Syllabus for MATH01 511 – Real Analysis II

Dr. Abdul Hassen

E-mail          Hassen@rowan.edu               Phone         (856)256 4500 ext 3888

 

CATALOG DESCRIPTION:         This course is a continuation of Real Analysis I and covers Riemann-Stieltjes integration; elements of measure theory and Lebesgue integration.

OBJECTIVES:         The purpose is to provide students an opportunity to study the drawbacks of the Riemann-Stieltjes integral and introduce them to measure theory and the Lebesgue integral.

PREREQUISITE:    Real Analysis I (Math 01 510)

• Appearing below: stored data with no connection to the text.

use thiserror::Error;

/// Result type for mesher operations.
pub type MeshResult<T> = Result<T, MeshError>;

/// Failures that stop a patch. Iteration and panel caps are not errors; they
/// surface as [`super::UnconvergedReason`] on a partial result.
#[derive(Debug, Clone, PartialEq, Error)]
pub enum MeshError {
    /// Apex placement exhausted its shrink retries.
    #[error("apex projection failed after {attempts} attempts")]
    OracleProjectionFailure { attempts: usize },

    /// A boundary parameter could not be evaluated on the surface.
    #[error("surface evaluation failed at parameter ({u}, {v})")]
    OracleEvaluationFailure { u: f64, v: f64 },

    /// No loop, a collapsed loop, or too many boundary nodes.
    #[error("malformed boundary: {0}")]
    MalformedBoundary(String),

    #[error("invalid mesh settings: {0}")]
    InvalidSettings(String),
}
use std::sync::Arc;
use std::sync::atomic::{AtomicBool, Ordering};

/// Cooperative cancellation flag shared between a session and its caller.
///
/// Clones share the same flag.
#[derive(Debug, Clone, Default)]
pub struct CancelToken(Arc<AtomicBool>);

impl CancelToken {
    #[must_use]
    pub fn new() -> Self {
        Self::default()
    }

    pub fn cancel(&self) {
        self.0.store(true, Ordering::Relaxed);
    }

    #[must_use]
    pub fn is_cancelled(&self) -> bool {
        self.0.load(Ordering::Relaxed)
    }

    pub fn reset(&self) {
        self.0.store(false, Ordering::Relaxed);
    }
}

#[cfg(test)]
mod tests {
    use super::*;

    #[test]
    fn clones_share_the_flag() {
        let token = CancelToken::new();
        let other = token.clone();
        assert!(!token.is_cancelled());
        other.cancel();
        assert!(token.is_cancelled());
        token.reset();
        assert!(!other.is_cancelled());
    }
}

TEXT:                        Wilcox H. and Myers, D., AN INTRODUCTION TO LEBESGUE INTEEGRATION AND FOURIER SERIES,

Dover Publishing Company, NYC, 1994.

REFERENCE:         1)         Goldberg, Richard, METHODS OF REAL ANALYSIS, 2nd edition, John Wiley & Sons, 1976

                                    2)         The text used for Real Analysis I (Math01 510)

CONTENT:   We will cover the following topics from the text. (Lecture notes are available at WebCT)

0.                  Preliminaries

0.1              Review of Real Analysis I  Part I(Sequences and Series, Limit and Continuity)

0.2              Review of Real Analysis I Part II (Integration and Derivative)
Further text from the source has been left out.